TASK:
Copy every line of the data exactly, leaving nothing out.

Records contained in a dataset:
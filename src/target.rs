//! Compact target encoding and 256-bit target arithmetic

use serde::{Deserialize, Serialize};

use crate::types::Hash;

/// 256-bit unsigned integer for stake target calculations
///
/// Limbs are little-endian: `0[0]` holds the least significant 64 bits.
#[derive(Debug, Clone, Copy, Default, PartialEq, Eq, Hash, Serialize, Deserialize)]
pub struct U256([u64; 4]);

impl U256 {
    pub fn zero() -> Self {
        U256([0; 4])
    }

    pub fn from_u32(value: u32) -> Self {
        U256([value as u64, 0, 0, 0])
    }

    pub fn from_u64(value: u64) -> Self {
        U256([value, 0, 0, 0])
    }

    pub fn is_zero(&self) -> bool {
        self.0.iter().all(|&x| x == 0)
    }

    pub fn low_u64(&self) -> u64 {
        self.0[0]
    }

    /// Position of the highest set bit plus one
    pub fn bits(&self) -> u32 {
        for i in (0..4).rev() {
            if self.0[i] != 0 {
                return 64 * i as u32 + (64 - self.0[i].leading_zeros());
            }
        }
        0
    }

    pub fn shl(&self, shift: u32) -> Self {
        if shift >= 256 {
            return U256::zero();
        }

        let mut result = U256::zero();
        let word_shift = (shift / 64) as usize;
        let bit_shift = shift % 64;

        for i in 0..4 {
            if i + word_shift < 4 {
                result.0[i + word_shift] |= self.0[i] << bit_shift;
                if bit_shift > 0 && i + word_shift + 1 < 4 {
                    result.0[i + word_shift + 1] |= self.0[i] >> (64 - bit_shift);
                }
            }
        }

        result
    }

    pub fn shr(&self, shift: u32) -> Self {
        if shift >= 256 {
            return U256::zero();
        }

        let mut result = U256::zero();
        let word_shift = (shift / 64) as usize;
        let bit_shift = shift % 64;

        for i in word_shift..4 {
            result.0[i - word_shift] |= self.0[i] >> bit_shift;
            if bit_shift > 0 && i > word_shift {
                result.0[i - word_shift - 1] |= self.0[i] << (64 - bit_shift);
            }
        }

        result
    }

    /// Multiply by a 64-bit factor, discarding bits above 2^256
    pub fn wrapping_mul_u64(&self, factor: u64) -> Self {
        let mut result = U256::zero();
        let mut carry = 0u128;
        for i in 0..4 {
            let product = self.0[i] as u128 * factor as u128 + carry;
            result.0[i] = product as u64;
            carry = product >> 64;
        }
        result
    }

    /// Interpret a hash digest as a little-endian integer
    pub fn from_le_bytes(bytes: &Hash) -> Self {
        let mut words = [0u64; 4];
        for (i, word) in words.iter_mut().enumerate() {
            let mut limb = [0u8; 8];
            limb.copy_from_slice(&bytes[i * 8..(i + 1) * 8]);
            *word = u64::from_le_bytes(limb);
        }
        U256(words)
    }

    pub fn to_le_bytes(&self) -> Hash {
        let mut bytes = [0u8; 32];
        for (i, &word) in self.0.iter().enumerate() {
            bytes[i * 8..(i + 1) * 8].copy_from_slice(&word.to_le_bytes());
        }
        bytes
    }
}

impl PartialOrd for U256 {
    fn partial_cmp(&self, other: &Self) -> Option<std::cmp::Ordering> {
        Some(self.cmp(other))
    }
}

impl Ord for U256 {
    fn cmp(&self, other: &Self) -> std::cmp::Ordering {
        for (a, b) in self.0.iter().rev().zip(other.0.iter().rev()) {
            match a.cmp(b) {
                std::cmp::Ordering::Equal => continue,
                other => return other,
            }
        }
        std::cmp::Ordering::Equal
    }
}

/// Result of decoding a compact target
#[derive(Debug, Clone, Copy, PartialEq, Eq)]
pub struct CompactTarget {
    pub target: U256,
    pub negative: bool,
    pub overflow: bool,
}

impl CompactTarget {
    /// The target, if it can be used for a hash comparison
    pub fn usable(&self) -> Option<U256> {
        if self.negative || self.overflow || self.target.is_zero() {
            None
        } else {
            Some(self.target)
        }
    }
}

/// SetCompact: ℕ₃₂ → U256 × {negative} × {overflow}
///
/// The compact format is a base-256 float: the top byte is the size in
/// bytes, bit 23 is a sign bit and the low 23 bits are the mantissa.
/// For bits = 0x1d00ffff:
/// - size = 0x1d (29)
/// - mantissa = 0x00ffff
/// - target = mantissa × 256^(size − 3)
///
/// Bits shifted past 2^256 are lost; `overflow` reports that case.
pub fn set_compact(bits: u32) -> CompactTarget {
    let size = bits >> 24;
    let mut word = bits & 0x007f_ffff;

    let target = if size <= 3 {
        word >>= 8 * (3 - size);
        U256::from_u32(word)
    } else {
        U256::from_u32(word).shl(8 * (size - 3))
    };

    let negative = word != 0 && (bits & 0x0080_0000) != 0;
    let overflow = word != 0 && (size > 34 || (word > 0xff && size > 33) || (word > 0xffff && size > 32));

    CompactTarget { target, negative, overflow }
}

/// GetCompact: U256 → ℕ₃₂
///
/// Inverse of `set_compact` for non-negative targets. Precision beyond the
/// 23-bit mantissa is dropped.
pub fn get_compact(target: &U256) -> u32 {
    let mut size = (target.bits() + 7) / 8;
    let mut compact = if size <= 3 {
        (target.low_u64() << (8 * (3 - size))) as u32
    } else {
        target.shr(8 * (size - 3)).low_u64() as u32
    };

    // Keep the sign bit clear by moving into the next size up
    if compact & 0x0080_0000 != 0 {
        compact >>= 8;
        size += 1;
    }

    compact | (size << 24)
}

SOLUTION FOR THIS PROBLEM:
filename src/target.rs
//! Compact target encoding and 256-bit target arithmetic

use serde::{Deserialize, Serialize};

use crate::types::Hash;

/// 256-bit unsigned integer for stake target calculations
///
/// Limbs are little-endian: `0[0]` holds the least significant 64 bits.
#[derive(Debug, Clone, Copy, Default, PartialEq, Eq, Hash, Serialize, Deserialize)]
pub struct U256([u64; 4]);

impl U256 {
    pub fn zero() -> Self {
        U256([0; 4])
    }

    pub fn from_u32(value: u32) -> Self {
        U256([value as u64, 0, 0, 0])
    }

    pub fn from_u64(value: u64) -> Self {
        U256([value, 0, 0, 0])
    }

    pub fn is_zero(&self) -> bool {
        self.0.iter().all(|&x| x == 0)
    }

    pub fn low_u64(&self) -> u64 {
        self.0[0]
    }

    /// Position of the highest set bit plus one
    pub fn bits(&self) -> u32 {
        for i in (0..4).rev() {
            if self.0[i] != 0 {
                return 64 * i as u32 + (64 - self.0[i].leading_zeros());
            }
        }
        0
    }

    pub fn shl(&self, shift: u32) -> Self {
        if shift >= 256 {
            return U256::zero();
        }

        let mut result = U256::zero();
        let word_shift = (shift / 64) as usize;
        let bit_shift = shift % 64;

        for i in 0..4 {
            if i + word_shift < 4 {
                result.0[i + word_shift] |= self.0[i] << bit_shift;
                if bit_shift > 0 && i + word_shift + 1 < 4 {
                    result.0[i + word_shift + 1] |= self.0[i] >> (64 - bit_shift);
                }
            }
        }

        result
    }

    pub fn shr(&self, shift: u32) -> Self {
        if shift >= 256 {
            return U256::zero();
        }

        let mut result = U256::zero();
        let word_shift = (shift / 64) as usize;
        let bit_shift = shift % 64;

        for i in word_shift..4 {
            result.0[i - word_shift] |= self.0[i] >> bit_shift;
            if bit_shift > 0 && i > word_shift {
                result.0[i - word_shift - 1] |= self.0[i] << (64 - bit_shift);
            }
        }

        result
    }

    /// Multiply by a 64-bit factor, discarding bits above 2^256
    pub fn wrapping_mul_u64(&self, factor: u64) -> Self {
        let mut result = U256::zero();
        let mut carry = 0u128;
        for i in 0..4 {
            let product = self.0[i] as u128 * factor as u128 + carry;
            result.0[i] = product as u64;
            carry = product >> 64;
        }
        result
    }

    /// Interpret a hash digest as a little-endian integer
    pub fn from_le_bytes(bytes: &Hash) -> Self {
        let mut words = [0u64; 4];
        for (i, word) in words.iter_mut().enumerate() {
            let mut limb = [0u8; 8];
            limb.copy_from_slice(&bytes[i * 8..(i + 1) * 8]);
            *word = u64::from_le_bytes(limb);
        }
        U256(words)
    }

    pub fn to_le_bytes(&self) -> Hash {
        let mut bytes = [0u8; 32];
        for (i, &word) in self.0.iter().enumerate() {
            bytes[i * 8..(i + 1) * 8].copy_from_slice(&word.to_le_bytes());
        }
        bytes
    }
}

impl PartialOrd for U256 {
    fn partial_cmp(&self, other: &Self) -> Option<std::cmp::Ordering> {
        Some(self.cmp(other))
    }
}

impl Ord for U256 {
    fn cmp(&self, other: &Self) -> std::cmp::Ordering {
        for (a, b) in self.0.iter().rev().zip(other.0.iter().rev()) {
            match a.cmp(b) {
                std::cmp::Ordering::Equal => continue,
                other => return other,
            }
        }
        std::cmp::Ordering::Equal
    }
}

/// Result of decoding a compact target
#[derive(Debug, Clone, Copy, PartialEq, Eq)]
pub struct CompactTarget {
    pub target: U256,
    pub negative: bool,
    pub overflow: bool,
}

impl CompactTarget {
    /// The target, if it can be used for a hash comparison
    pub fn usable(&self) -> Option<U256> {
        if self.negative || self.overflow || self.target.is_zero() {
            None
        } else {
            Some(self.target)
        }
    }
}

/// SetCompact: ℕ₃₂ → U256 × {negative} × {overflow}
///
/// The compact format is a base-256 float: the top byte is the size in
/// bytes, bit 23 is a sign bit and the low 23 bits are the mantissa.
/// For bits = 0x1d00ffff:
/// - size = 0x1d (29)
/// - mantissa = 0x00ffff
/// - target = mantissa × 256^(size − 3)
///
/// Bits shifted past 2^256 are lost; `overflow` reports that case.
pub fn set_compact(bits: u32) -> CompactTarget {
    let size = bits >> 24;
    let mut word = bits & 0x007f_ffff;

    let target = if size <= 3 {
        word >>= 8 * (3 - size);
        U256::from_u32(word)
    } else {
        U256::from_u32(word).shl(8 * (size - 3))
    };

    let negative = word != 0 && (bits & 0x0080_0000) != 0;
    let overflow = word != 0 && (size > 34 || (word > 0xff && size > 33) || (word > 0xffff && size > 32));

    CompactTarget { target, negative, overflow }
}

/// GetCompact: U256 → ℕ₃₂
///
/// Inverse of `set_compact` for non-negative targets. Precision beyond the
/// 23-bit mantissa is dropped.
pub fn get_compact(target: &U256) -> u32 {
    let mut size = (target.bits() + 7) / 8;
    let mut compact = if size <= 3 {
        (target.low_u64() << (8 * (3 - size))) as u32
    } else {
        target.shr(8 * (size - 3)).low_u64() as u32
    };

    // Keep the sign bit clear by moving into the next size up
    if compact & 0x0080_0000 != 0 {
        compact >>= 8;
        size += 1;
    }

    compact | (size << 24)
}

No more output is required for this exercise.